Committing to the moment is horribly terrifying for me. Perfectionism is a killer. The pressure of permanancy can put my body into embarrassed knots. In my mind, there is always a time in the future when I will be more prepared. More Together. More Talented. More Skilled. Ready. Stronger. Better. And just…plain ol’ MORE. The day of being ‘good enough’ to persue what I want out of life, without making a complete ass out of myself, is always on the horrizon. I can no longer sit in a dark corner, and wait for the day when I am the perfect artist, writer, photographer…or for the day when I even CONSIDER myself any kind of artist at all! The best I can do, is try to be as true and encouraging to myself as possible. To where I’m at right now, what I want right now, and to what I have to offer in this very moment. It’s the best that any of us can do. Hoping the fear will fade. Hoping the peices will start coming together. Hoping that maybe I can help someone not feel so alone and trapped by their own fears, by openly and honestly expressing mine. (even though no one is reading this! ha!)

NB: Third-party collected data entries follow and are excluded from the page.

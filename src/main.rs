//! 命令行查看器：`nn-lens`
//!
//! Usage:
//!   nn-lens model.json
//!   nn-lens model.json --image cat.png --layer 1 --dot model.dot

use nn_lens::config::ViewerConfig;
use nn_lens::graph::{GraphModel, NetworkSummary, NodeId, NodeVariant};
use nn_lens::import::spawn_import;
use nn_lens::preview::{FilterGallery, FilterPreviewEngine};
use nn_lens::vision::{load_image, save_image};
use std::error::Error;
use std::path::{Path, PathBuf};
use std::process;

const USAGE: &str =
    "Usage: nn-lens <model.json> [--image <img>] [--layer <n>] [--config <cfg.json>] [--dot <out.dot>]";

#[derive(Debug, Default)]
struct Options {
    model: PathBuf,
    image: Option<PathBuf>,
    layer: Option<u64>,
    config: Option<PathBuf>,
    dot: Option<PathBuf>,
}

fn main() {
    env_logger::init();

    let args: Vec<String> = std::env::args().skip(1).collect();
    let options = parse_args(&args);

    if let Err(err) = run(&options) {
        eprintln!("error: {err}");
        process::exit(1);
    }
}

fn print_usage() {
    eprintln!("nn-lens: 神经网络结构与滤波器查看器");
    eprintln!();
    eprintln!("{USAGE}");
    eprintln!();
    eprintln!("Options:");
    eprintln!("  --image <IMG>     拖入卷积层预览的图像");
    eprintln!("  --layer <N>       预览所用的节点编号（缺省为第一个卷积层）");
    eprintln!("  --config <FILE>   查看器配置（JSON）");
    eprintln!("  --dot <FILE>      导出 Graphviz DOT 文件");
}

fn parse_args(args: &[String]) -> Options {
    let mut model: Option<PathBuf> = None;
    let mut options = Options::default();

    let mut i = 0;
    while i < args.len() {
        match args[i].as_str() {
            "--image" => options.image = Some(PathBuf::from(flag_value(args, &mut i))),
            "--config" => options.config = Some(PathBuf::from(flag_value(args, &mut i))),
            "--dot" => options.dot = Some(PathBuf::from(flag_value(args, &mut i))),
            "--layer" => {
                let value = flag_value(args, &mut i);
                options.layer = Some(value.parse().unwrap_or_else(|_| {
                    eprintln!("error: invalid layer id '{value}'");
                    process::exit(1);
                }));
            }
            "--help" | "-h" => {
                print_usage();
                process::exit(0);
            }
            other if model.is_none() => model = Some(PathBuf::from(other)),
            other => {
                eprintln!("error: unexpected argument '{other}'");
                eprintln!("{USAGE}");
                process::exit(1);
            }
        }
        i += 1;
    }

    options.model = model.unwrap_or_else(|| {
        print_usage();
        process::exit(1);
    });
    options
}

fn flag_value<'a>(args: &'a [String], i: &mut usize) -> &'a str {
    *i += 1;
    args.get(*i).map(String::as_str).unwrap_or_else(|| {
        eprintln!("{USAGE}");
        process::exit(1);
    })
}

fn run(options: &Options) -> Result<(), Box<dyn Error>> {
    let config = match &options.config {
        Some(path) => ViewerConfig::load(path).unwrap_or_else(|err| {
            log::warn!("无法读取配置 {}，使用默认配置: {err}", path.display());
            ViewerConfig::default()
        }),
        None => ViewerConfig::default(),
    };

    let bytes = std::fs::read(&options.model)?;
    let graph = spawn_import(bytes)?.wait()?;

    println!("{}", NetworkSummary::from_graph(&graph)?);
    println!();
    for (index, row) in graph.assign_node_rows()?.iter().enumerate() {
        let cells: Vec<String> = row
            .iter()
            .map(|node| format!("{} {}", node.id(), node.record().kind))
            .collect();
        println!("{index:>3}: {}", cells.join("  "));
    }

    if let Some(path) = &options.dot {
        std::fs::write(path, graph.to_dot()?)?;
        log::info!("DOT 已写入 {}", path.display());
    }

    if let Some(path) = &options.image {
        preview_layer(&graph, options.layer, path, &config)?;
    }
    Ok(())
}

/// 用指定（或第一个）卷积层的滤波器预览图像，并把归一化后的结果逐张写入输出目录
fn preview_layer(
    graph: &GraphModel,
    layer: Option<u64>,
    image_path: &Path,
    config: &ViewerConfig,
) -> Result<(), Box<dyn Error>> {
    let node = match layer {
        Some(id) => graph.node(NodeId(id))?,
        None => graph
            .nodes()
            .find(|node| matches!(node.variant(), NodeVariant::Convolution { .. }))
            .ok_or("模型中没有卷积层")?,
    };
    if !matches!(node.variant(), NodeVariant::Convolution { .. }) {
        return Err(format!("节点{}（{}）不是卷积层", node.id(), node.record().kind).into());
    }

    let image = load_image(image_path)?;
    let mut gallery = FilterGallery::new(node.record());
    gallery.preview(&FilterPreviewEngine::from_config(config), &image)?;

    std::fs::create_dir_all(&config.output_dir)?;
    let frames = gallery.display_frames(config.neutral_value);
    for (index, frame) in frames.iter().enumerate() {
        save_image(frame, config.output_dir.join(format!("filter_{index}.png")))?;
    }
    log::info!(
        "节点{}的{}张预览图（{}行）已写入 {}",
        node.id(),
        frames.len(),
        gallery.rows(config.gallery_columns).len(),
        config.output_dir.display()
    );
    Ok(())
}
use anyhow::Result;
use candle_core::DType;
use candle_nn::{VarBuilder, VarMap};
use clap::Parser;
use protangle_geometry::psea::assign_chain;
use protangle_geometry::{backbone_dihedrals, build_backbone, BackboneGeometry};
use protangle_model::{device, ProteinTransformer, ProteinTransformerConfig};
use std::path::PathBuf;

#[derive(Parser, Debug)]
#[command(author, version, about = "Run a randomly initialized torsion model on an ideal helix")]
struct Args {
    /// Run on CPU rather than on GPU.
    #[arg(long)]
    cpu: bool,

    /// Number of residues in the helix.
    #[arg(long, default_value_t = 24)]
    residues: usize,

    /// JSON model config; defaults to the small preset.
    #[arg(long)]
    config: Option<PathBuf>,
}

fn main() -> Result<()> {
    let args = Args::parse();
    let device = device(args.cpu)?;
    let config = match &args.config {
        Some(path) => ProteinTransformerConfig::from_json_file(path)?,
        None => ProteinTransformerConfig::small(),
    };

    let torsions = vec![
        [
            (-57f32).to_radians(),
            (-47f32).to_radians(),
            180f32.to_radians()
        ];
        args.residues
    ];
    let backbone = build_backbone(&torsions, &BackboneGeometry::default());
    let ca: Vec<[f32; 3]> = backbone.iter().map(|[_, ca, _]| *ca).collect();
    let labels: String = assign_chain(&ca).iter().map(|s| s.to_string()).collect();
    println!("Secondary structure: {labels}");

    let flat: Vec<f32> = backbone.iter().flatten().flatten().copied().collect();
    let tertiary = candle_core::Tensor::from_vec(flat, (args.residues, 3, 3), &device)?;
    let angles = backbone_dihedrals(&tertiary)?;

    let varmap = VarMap::new();
    let vb = VarBuilder::from_varmap(&varmap, DType::F32, &device);
    let model = ProteinTransformer::new(&config, vb)?;
    let params = model.forward_from_structure(&angles, &tertiary, false)?;

    let log_prob = params.log_prob(&angles)?;
    println!("Mixture components: {}", params.mix()?);
    println!(
        "Mean log likelihood: {:.3}",
        log_prob.mean_all()?.to_scalar::<f32>()?
    );
    let best: Vec<Vec<f32>> = params.most_likely_angles()?.to_vec2()?;
    for (idx, [phi, psi, omega]) in best
        .iter()
        .map(|row| [row[0], row[1], row[2]])
        .enumerate()
        .take(5)
    {
        println!(
            "residue {idx:>3}: phi {:>7.1} psi {:>7.1} omega {:>7.1}",
            phi.to_degrees(),
            psi.to_degrees(),
            omega.to_degrees()
        );
    }
    Ok(())
}
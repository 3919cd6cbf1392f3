//! Backbone reconstruction from torsion angles (natural extension reference frame).
use crate::vector::{add, cross, normalize, scale, sub, Vec3};

/// Ideal bond lengths (angstrom) and bond angles (radians) of the peptide backbone.
#[derive(Debug, Clone, Copy, PartialEq)]
pub struct BackboneGeometry {
    pub n_ca: f32,
    pub ca_c: f32,
    pub c_n: f32,
    pub n_ca_c: f32,
    pub ca_c_n: f32,
    pub c_n_ca: f32,
}

impl Default for BackboneGeometry {
    fn default() -> Self {
        Self {
            n_ca: 1.458,
            ca_c: 1.525,
            c_n: 1.329,
            n_ca_c: 111.2f32.to_radians(),
            ca_c_n: 116.2f32.to_radians(),
            c_n_ca: 121.7f32.to_radians(),
        }
    }
}

/// Place `d` so that |cd| = `bond`, the angle b-c-d is `angle` and the torsion
/// a-b-c-d is `torsion`.
pub fn place_atom(a: &Vec3, b: &Vec3, c: &Vec3, bond: f32, angle: f32, torsion: f32) -> Vec3 {
    let bc = normalize(&sub(c, b));
    let n = normalize(&cross(&sub(b, a), &bc));
    let m = cross(&n, &bc);
    let (sin_a, cos_a) = angle.sin_cos();
    let (sin_t, cos_t) = torsion.sin_cos();
    let offset = add(
        &scale(&bc, -bond * cos_a),
        &add(
            &scale(&m, bond * sin_a * cos_t),
            &scale(&n, bond * sin_a * sin_t),
        ),
    );
    add(c, &offset)
}

/// Build N/CA/C coordinates from per-residue (phi, psi, omega) torsions.
///
/// Uses the same convention as [`crate::frames::backbone_dihedrals`]: phi of
/// the first residue and psi/omega of the last residue are ignored.
pub fn build_backbone(torsions: &[[f32; 3]], geometry: &BackboneGeometry) -> Vec<[Vec3; 3]> {
    let mut residues: Vec<[Vec3; 3]> = Vec::with_capacity(torsions.len());
    if torsions.is_empty() {
        return residues;
    }
    let n0 = [0.0, 0.0, 0.0];
    let ca0 = [geometry.n_ca, 0.0, 0.0];
    let c0 = add(
        &ca0,
        &[
            -geometry.ca_c * geometry.n_ca_c.cos(),
            geometry.ca_c * geometry.n_ca_c.sin(),
            0.0,
        ],
    );
    residues.push([n0, ca0, c0]);

    for (i, [phi, _, _]) in torsions.iter().enumerate().skip(1) {
        let [n_prev, ca_prev, c_prev] = residues[i - 1];
        let [_, psi_prev, omega_prev] = torsions[i - 1];
        let n = place_atom(
            &n_prev,
            &ca_prev,
            &c_prev,
            geometry.c_n,
            geometry.ca_c_n,
            psi_prev,
        );
        let ca = place_atom(&ca_prev, &c_prev, &n, geometry.n_ca, geometry.c_n_ca, omega_prev);
        let c = place_atom(&c_prev, &n, &ca, geometry.ca_c, geometry.n_ca_c, *phi);
        residues.push([n, ca, c]);
    }
    residues
}

#[cfg(test)]
mod tests {
    use super::*;
    use crate::vector::{dihedral_from_points, norm, vector_angle};

    #[test]
    fn test_place_atom() {
        let a = [0.0, 1.0, 0.3];
        let b = [0.0, 0.0, 0.0];
        let c = [1.5, 0.0, 0.0];
        for torsion in [-2.5f32, -1.0, 0.3, 1.2, 3.0] {
            let d = place_atom(&a, &b, &c, 1.4, 2.0, torsion);
            assert!((norm(&sub(&d, &c)) - 1.4).abs() < 1e-5);
            assert!((vector_angle(&sub(&b, &c), &sub(&d, &c)) - 2.0).abs() < 1e-5);
            assert!((dihedral_from_points(&a, &b, &c, &d) - torsion).abs() < 1e-5);
        }
    }

    #[test]
    fn test_build_backbone_bond_lengths() {
        let geometry = BackboneGeometry::default();
        let torsions = vec![[-1.0f32, -0.8, 3.1]; 6];
        let backbone = build_backbone(&torsions, &geometry);
        assert_eq!(backbone.len(), 6);
        for window in backbone.windows(2) {
            let [_, _, c_prev] = window[0];
            let [n, ca, c] = window[1];
            assert!((norm(&sub(&n, &c_prev)) - geometry.c_n).abs() < 1e-4);
            assert!((norm(&sub(&ca, &n)) - geometry.n_ca).abs() < 1e-4);
            assert!((norm(&sub(&c, &ca)) - geometry.ca_c).abs() < 1e-4);
        }
        assert!(build_backbone(&[], &geometry).is_empty());
    }
}
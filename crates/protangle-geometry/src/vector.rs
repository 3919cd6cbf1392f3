//! Geometry on single points and frames.
//!
//! Frames are stored row major with the basis vectors as rows, matching the
//! layout produced by [`crate::frames::orientation`].
pub type Vec3 = [f32; 3];
pub type Mat3 = [[f32; 3]; 3];

pub const IDENTITY: Mat3 = [[1.0, 0.0, 0.0], [0.0, 1.0, 0.0], [0.0, 0.0, 1.0]];

pub fn add(a: &Vec3, b: &Vec3) -> Vec3 {
    [a[0] + b[0], a[1] + b[1], a[2] + b[2]]
}

pub fn sub(a: &Vec3, b: &Vec3) -> Vec3 {
    [a[0] - b[0], a[1] - b[1], a[2] - b[2]]
}

pub fn scale(a: &Vec3, s: f32) -> Vec3 {
    [a[0] * s, a[1] * s, a[2] * s]
}

pub fn dot(a: &Vec3, b: &Vec3) -> f32 {
    a[0] * b[0] + a[1] * b[1] + a[2] * b[2]
}

pub fn cross(a: &Vec3, b: &Vec3) -> Vec3 {
    [
        a[1] * b[2] - a[2] * b[1],
        a[2] * b[0] - a[0] * b[2],
        a[0] * b[1] - a[1] * b[0],
    ]
}

pub fn norm(a: &Vec3) -> f32 {
    dot(a, a).sqrt()
}

/// Unit vector along `a`. The zero vector maps to itself.
pub fn normalize(a: &Vec3) -> Vec3 {
    let n = norm(a);
    if n == 0.0 {
        *a
    } else {
        scale(a, 1.0 / n)
    }
}

pub fn mat_vec(m: &Mat3, v: &Vec3) -> Vec3 {
    [dot(&m[0], v), dot(&m[1], v), dot(&m[2], v)]
}

pub fn mat_mul(a: &Mat3, b: &Mat3) -> Mat3 {
    let mut out = [[0f32; 3]; 3];
    for (i, row) in out.iter_mut().enumerate() {
        for (j, value) in row.iter_mut().enumerate() {
            *value = (0..3).map(|k| a[i][k] * b[k][j]).sum();
        }
    }
    out
}

pub fn transpose(m: &Mat3) -> Mat3 {
    [
        [m[0][0], m[1][0], m[2][0]],
        [m[0][1], m[1][1], m[2][1]],
        [m[0][2], m[1][2], m[2][2]],
    ]
}

/// Torsion angle in radians, in (-pi, pi], of three consecutive bond vectors.
pub fn dihedral_angle(a: &Vec3, b: &Vec3, c: &Vec3) -> f32 {
    let c1 = cross(a, b);
    let c2 = cross(b, c);
    let b0 = normalize(b);
    dot(&cross(&c1, &c2), &b0).atan2(dot(&c1, &c2))
}

/// Torsion angle defined by four points.
pub fn dihedral_from_points(p0: &Vec3, p1: &Vec3, p2: &Vec3, p3: &Vec3) -> f32 {
    dihedral_angle(&sub(p1, p0), &sub(p2, p1), &sub(p3, p2))
}

/// Unsigned angle between two vectors, in [0, pi].
pub fn vector_angle(v1: &Vec3, v2: &Vec3) -> f32 {
    let v1 = normalize(v1);
    let v2 = normalize(v2);
    norm(&cross(&v1, &v2)).atan2(dot(&v1, &v2))
}

/// Rodrigues rotation of `angle` radians about `axis`.
pub fn rotation_matrix(axis: Vec3, angle: f32) -> Mat3 {
    if norm(&axis) == 0.0 {
        return IDENTITY;
    }
    let [x, y, z] = normalize(&axis);
    let k: Mat3 = [[0.0, -z, y], [z, 0.0, -x], [-y, x, 0.0]];
    let k2 = mat_mul(&k, &k);
    let (sin, cos) = angle.sin_cos();
    let mut rot = IDENTITY;
    for i in 0..3 {
        for j in 0..3 {
            rot[i][j] += sin * k[i][j] + (1.0 - cos) * k2[i][j];
        }
    }
    rot
}

pub fn rotate(vector: &Vec3, axis: Vec3, angle: f32) -> Vec3 {
    mat_vec(&rotation_matrix(axis, angle), vector)
}

/// Rotation matrix to a (w, x, y, z) quaternion.
///
/// Assumes a proper rotation with `1 + trace > 0`; the near-180 degree case
/// degrades to `w ~ 0`.
pub fn matrix_to_quaternion(m: &Mat3) -> [f32; 4] {
    let w = (1.0 + m[0][0] + m[1][1] + m[2][2]).max(0.0).sqrt() / 2.0;
    let w4 = 4.0 * w + 1e-6;
    [
        w,
        (m[2][1] - m[1][2]) / w4,
        (m[0][2] - m[2][0]) / w4,
        (m[1][0] - m[0][1]) / w4,
    ]
}

/// Pose of one oriented point as seen from another.
#[derive(Debug, Clone, Copy, PartialEq)]
pub struct RelativeOrientation {
    pub distance: f32,
    /// Unit offset expressed in the source frame.
    pub direction: Vec3,
    /// (w, x, y, z) quaternion of the rotation taking the target frame into the source frame.
    pub rotation: [f32; 4],
}

/// Relative orientation of `y` (frame `y_o`) with respect to `x` (frame `x_o`).
pub fn relative_orientation(x: &Vec3, y: &Vec3, x_o: &Mat3, y_o: &Mat3) -> RelativeOrientation {
    let offset = sub(y, x);
    let distance = norm(&offset);
    let direction = if distance == 0.0 {
        [0.0; 3]
    } else {
        mat_vec(x_o, &scale(&offset, 1.0 / distance))
    };
    let rotation = matrix_to_quaternion(&mat_mul(x_o, &transpose(y_o)));
    RelativeOrientation {
        distance,
        direction,
        rotation,
    }
}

We cannot try to appease and live up to some future image of so-called ‘readyness’ or ‘good enough.’ Now is the time. For the day will never come –  if we continue to wait for it. All we have is right now, right here, right in front of us. Trusting in that can be terrifying and horribly disappointing. With all our rawness, flaw, disconnected pieces, and nightmares of mediocrity. (which is all the yummy, yummy, good stuff; when objectivity is obtained!) I’ve been fortunate enough to learn over the past few months how ONE, SINGE act of courage… can stimulate MANY, MANY more. I’m trying my best to keep riding that ‘brave-wave’ and see where it may take me!

If we insist on perfection, there leaves no room for progression.